ITALIA / MILANO / TENEDOS 1889
was built in 1889 by Armstrong, Mitchell & Co, Walker-on-Tyne. She was a 3,564 gross ton ship, length 344.5ft x beam 43.5ft, straight stem, one funnel, two masts, single screw and a speed of 11 knots. There was accommodation for 50-1st and 1,400-3rd class passengers. Purchased on the stocks by Hamburg America Line in March 1889, she was launched on 2/4/1889 and commenced her maiden voyage from Hamburg to New York on 6/6/1889. She commenced her last voyage on this route on 3/5/1890 (6 round voyages), and on 25/6/1890 started sailings between Stettin (Sczeczin) and New York. She started her last voyage on this service on 19/11/1893 (21 round voyages) and on 7/3/1894 commenced Hamburg - Boston - Baltimore voyages. On 6/11/1898 she was chartered to Red Star Line and made a single Antwerp - New York voyage and in Jan 1899 made a single Antwerp - Philadelphia crossing. Chartered to the American Line in March 1899, she made 5 round voyages between Liverpool and Philadelphia, the last in August of that year. Her last Hamburg - New York voyage for Hamburg America Line started on 31/1/1900 and she then went to the Sloman Line of Hamburg and was renamed MILANO. Her first voyage for these owners started on 29/3/1900 when she sailed from Hamburg for New York, and her last voyage on this route commenced on 5/6/1903. Later the same year she was sold to Deutsche Levante, renamed TENEDOS and used on their New York to Black Sea ports service. She started her final voyage on 28/5/1904 when she left Odessa for Batum, Constantinople, Smyrna, Piraeus and New York. In 1914 she was transferred to the Turkish Navy and used as an auxiliary and in 1915 was torpedoed and sunk by the British submarine E-19 near Akbash, Turkey. [North Atlantic Seaway by N.R.P.Bonsor, vol.1,p.395-6]

ITALIA 1903
4,806 gross tons, length 400ft x beam 49.2ft, one funnel, two masts, single screw an a speed of 14 knots.
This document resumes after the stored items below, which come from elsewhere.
//! Write commands routed through the offline writer.

use colored::Colorize;
use serde::Serialize;
use serde_json::{json, Value};

use crate::cli::args::{OutputFormat, WriteCommands};
use crate::error::SyncError;
use crate::offline::Module;
use crate::output::to_json;
use crate::sync::{OfflineWriter, WriteOutcome};

use super::Environment;

/// Execute write subcommands.
///
/// # Errors
///
/// Returns an error if the module or payload is invalid, the queue cannot
/// be written while offline, or the backend rejects the write while online.
pub async fn write(
    env: &Environment,
    cmd: WriteCommands,
    format: OutputFormat,
) -> Result<String, SyncError> {
    let coordinator = env.coordinator().await?;
    let writer = OfflineWriter::new(coordinator);

    match cmd {
        WriteCommands::Create { module, payload } => {
            let module = Module::parse(&module)
                .ok_or_else(|| SyncError::NotFound(format!("module '{module}'")))?;
            let payload: Value = serde_json::from_str(&payload)?;
            if !payload.is_object() {
                return Err(SyncError::Parse("Payload must be a JSON object".to_string()));
            }
            render(&writer.create(module, payload).await?, format)
        }
        WriteCommands::PackageStatus {
            id,
            status,
            picked_up_by,
        } => render(
            &writer
                .update_package_status(&id, &status, picked_up_by.as_deref())
                .await?,
            format,
        ),
        WriteCommands::InspectionStatus { id, status } => {
            render(&writer.update_inspection_status(&id, &status).await?, format)
        }
        WriteCommands::DueDateStatus { id, status, seen } => render(
            &writer.update_due_date_status(&id, &status, seen).await?,
            format,
        ),
        WriteCommands::DeleteNotice { id } => render(&writer.delete_notice(&id).await?, format),
        WriteCommands::DeleteDueDate { id } => {
            render(&writer.delete_due_date(&id).await?, format)
        }
    }
}

fn render<T: Serialize>(outcome: &WriteOutcome<T>, format: OutputFormat) -> Result<String, SyncError> {
    match (outcome, format) {
        (WriteOutcome::Applied(result), OutputFormat::Json) => {
            to_json(&json!({ "status": "applied", "result": result }))
        }
        (WriteOutcome::Queued(entry), OutputFormat::Json) => {
            to_json(&json!({ "status": "queued", "entry": entry }))
        }
        (WriteOutcome::Applied(_), OutputFormat::Pretty) => Ok(format!("{} Applied", "✓".green())),
        (WriteOutcome::Queued(entry), OutputFormat::Pretty) => Ok(format!(
            "{} Offline, queued {} ({})",
            "○".yellow(),
            entry.label().bold(),
            entry.id.dimmed()
        )),
    }
}
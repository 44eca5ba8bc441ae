//! Status and sync command implementation.

use colored::Colorize;

use crate::cli::args::{OutputFormat, SyncCommands};
use crate::error::SyncError;
use crate::output::{format_outcome, format_status, to_json};
use crate::sync::SyncCoordinator;

use super::Environment;

/// Show connection state and queue counts.
///
/// # Errors
///
/// Returns an error if the coordinator cannot be built.
pub async fn status(env: &Environment, format: OutputFormat) -> Result<String, SyncError> {
    let coordinator = env.coordinator().await?;
    format_status(&coordinator.status(), format)
}

/// Execute sync subcommands.
///
/// # Errors
///
/// Returns an error if the coordinator cannot be built or the queue cannot
/// be read.
pub async fn sync(
    env: &Environment,
    cmd: SyncCommands,
    format: OutputFormat,
) -> Result<String, SyncError> {
    let coordinator = env.coordinator().await?;

    match cmd {
        SyncCommands::Run => {
            let outcome = coordinator.sync_now().await?;
            format_outcome(&outcome, format)
        }
        SyncCommands::Watch => watch(&coordinator, format).await,
    }
}

/// Drain on start and on every reconnect, printing each status change,
/// until Ctrl-C.
async fn watch(
    coordinator: &std::sync::Arc<SyncCoordinator>,
    format: OutputFormat,
) -> Result<String, SyncError> {
    let mut updates = coordinator.subscribe();
    let handle = coordinator.start();
    tracing::info!("Watching connectivity, press Ctrl-C to stop");

    loop {
        tokio::select! {
            signal = tokio::signal::ctrl_c() => {
                signal?;
                break;
            }
            changed = updates.changed() => {
                if changed.is_err() {
                    break;
                }
                let snapshot = updates.borrow_and_update().clone();
                println!("{}", format_status(&snapshot, format)?);
            }
        }
    }

    handle.shutdown();
    let status = coordinator.status();
    match format {
        OutputFormat::Json => to_json(&status),
        OutputFormat::Pretty => Ok(format!(
            "{} Stopped with {} pending",
            "■".dimmed(),
            status.pending_count
        )),
    }
}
Accommodation for 20-1st an 1,400-3rd class passengers. Built by D.& W.Henderson, Glasgow, she was launched for the Anchor Line of Glasgow on 7th Dec.1903. Her maiden voyage started on 9th Feb.1904 when she left Genoa for Leghorn, Naples and New York. In May 1918 she made her last Mediterranean - New York voyage before being used for three voyages as a North Atlantic troopship. On 31st Dec.1918 she commenced her first Glasgow - New York sailing and resumed New York - Mediterranean sailings on 22nd Jan.1919. Her last voyage between Trieste, Messina, Palermo and New York started on 10th Jul.1922 and on 18th Nov.1922 she resumed Glasgow - New York sailings. After one more voyage on this service (comm.18th Jan.1923), she was scrapped in June 1923. [North Atlantic Seaway by N.R.P.Bonsor, vol.1,p.466]

ITALIA / MASANIELLO 1904
6,366 gross tons, 391.7ft x 52.1ft, one funnel, five masts, single screw, speed 12 knots, acommodation for 58-1st and 1,900-3rd class passengers. Built by Cantieri Navale Siciliana, Palermo for for Peirce Bros (Sicula Americana), she was launched on 20th Nov.1904 and on 12th Dec.1904 started her maiden voyage from Messina to Palermo and New York. On 15th Apr.1905 she was chartered to Navigazione Generale Italiana and commenced sailings from Genoa to Naples, Messina, Palermo and New York. In Dec.1905 she lost her propeller while eastbound with 700 passengers and was towed 200 miles to the Azores by the s/s ETON HALL. She commenced her 10th and last charter voyage on 6th Nov.1906 when she left Naples for Messina, Palermo and New York and on 5th Mar.1907 resumed Genoa - Leghorn - Naples - New York sailings for Sicula Americana (Peirce Bros). 23rd Apr.1907 first Naples - Messina - Palermo - New York voyage for Peirce. 16th Nov.1907 sixth and last ditto voyage. Subsequently used for cargo only. 1917 sold to Transoceanica renamed MASANIELLO. 1921 transferred to NGI. 1925 sold to Tito Campanella, Italy. 1933 scrapped. [North Atlantic Seaway, vol.3 by N.R.P. Bonsor]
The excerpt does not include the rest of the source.